■ **TASK GOAL**:
May I have, exactly as written, the line containing "pub fn is_missing(&self)" and every line after it through the end of the listing below, and nothing else?
════════════════════
use snafu::Snafu;

use super::ids::{ConversationId, MessageId};

#[derive(Debug, Snafu)]
#[snafu(visibility(pub(crate)))]
pub enum StorageError {
    /// The conversation was never created, or it is soft-deleted and the operation needs it live.
    #[snafu(display("conversation {conversation_id} does not exist"))]
    ConversationMissing {
        stage: &'static str,
        conversation_id: ConversationId,
    },
    #[snafu(display("message {message_id} is not in conversation {conversation_id}"))]
    MessageMissing {
        stage: &'static str,
        conversation_id: ConversationId,
        message_id: MessageId,
    },
    #[snafu(display("'{raw}' is not a valid {kind} id"))]
    MalformedId {
        stage: &'static str,
        kind: &'static str,
        raw: String,
        source: uuid::Error,
    },
    /// A row holds a value the schema allows but this crate never writes.
    #[snafu(display("stored {column} value '{value}' is unreadable"))]
    CorruptColumn {
        stage: &'static str,
        column: &'static str,
        value: String,
    },
    #[snafu(display("cannot create database directory {path}: {source}"))]
    DatabaseDirectory {
        stage: &'static str,
        path: String,
        source: std::io::Error,
    },
    #[snafu(display("cannot open database {database_url}: {source}"))]
    OpenDatabase {
        stage: &'static str,
        database_url: String,
        source: sqlx::Error,
    },
    #[snafu(display("database schema upgrade failed: {source}"))]
    Migrate {
        stage: &'static str,
        source: sqlx::migrate::MigrateError,
    },
    #[snafu(display("{stage}: {source}"))]
    Query {
        stage: &'static str,
        source: sqlx::Error,
    },
}

impl StorageError {
    pub fn stage(&self) -> &'static str {
        match self {
            Self::ConversationMissing { stage, .. }
            | Self::MessageMissing { stage, .. }
            | Self::MalformedId { stage, .. }
            | Self::CorruptColumn { stage, .. }
            | Self::DatabaseDirectory { stage, .. }
            | Self::OpenDatabase { stage, .. }
            | Self::Migrate { stage, .. }
            | Self::Query { stage, .. } => stage,
        }
    }

    /// True when the target row is absent rather than the database misbehaving.
    pub fn is_missing(&self) -> bool {
        matches!(
            self,
            Self::ConversationMissing { .. } | Self::MessageMissing { .. }
        )
    }
}

pub type StorageResult<T> = Result<T, StorageError>;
════════════════════
■ **FINAL ANSWER**:
    pub fn is_missing(&self) -> bool {
        matches!(
            self,
            Self::ConversationMissing { .. } | Self::MessageMissing { .. }
        )
    }
}

pub type StorageResult<T> = Result<T, StorageError>;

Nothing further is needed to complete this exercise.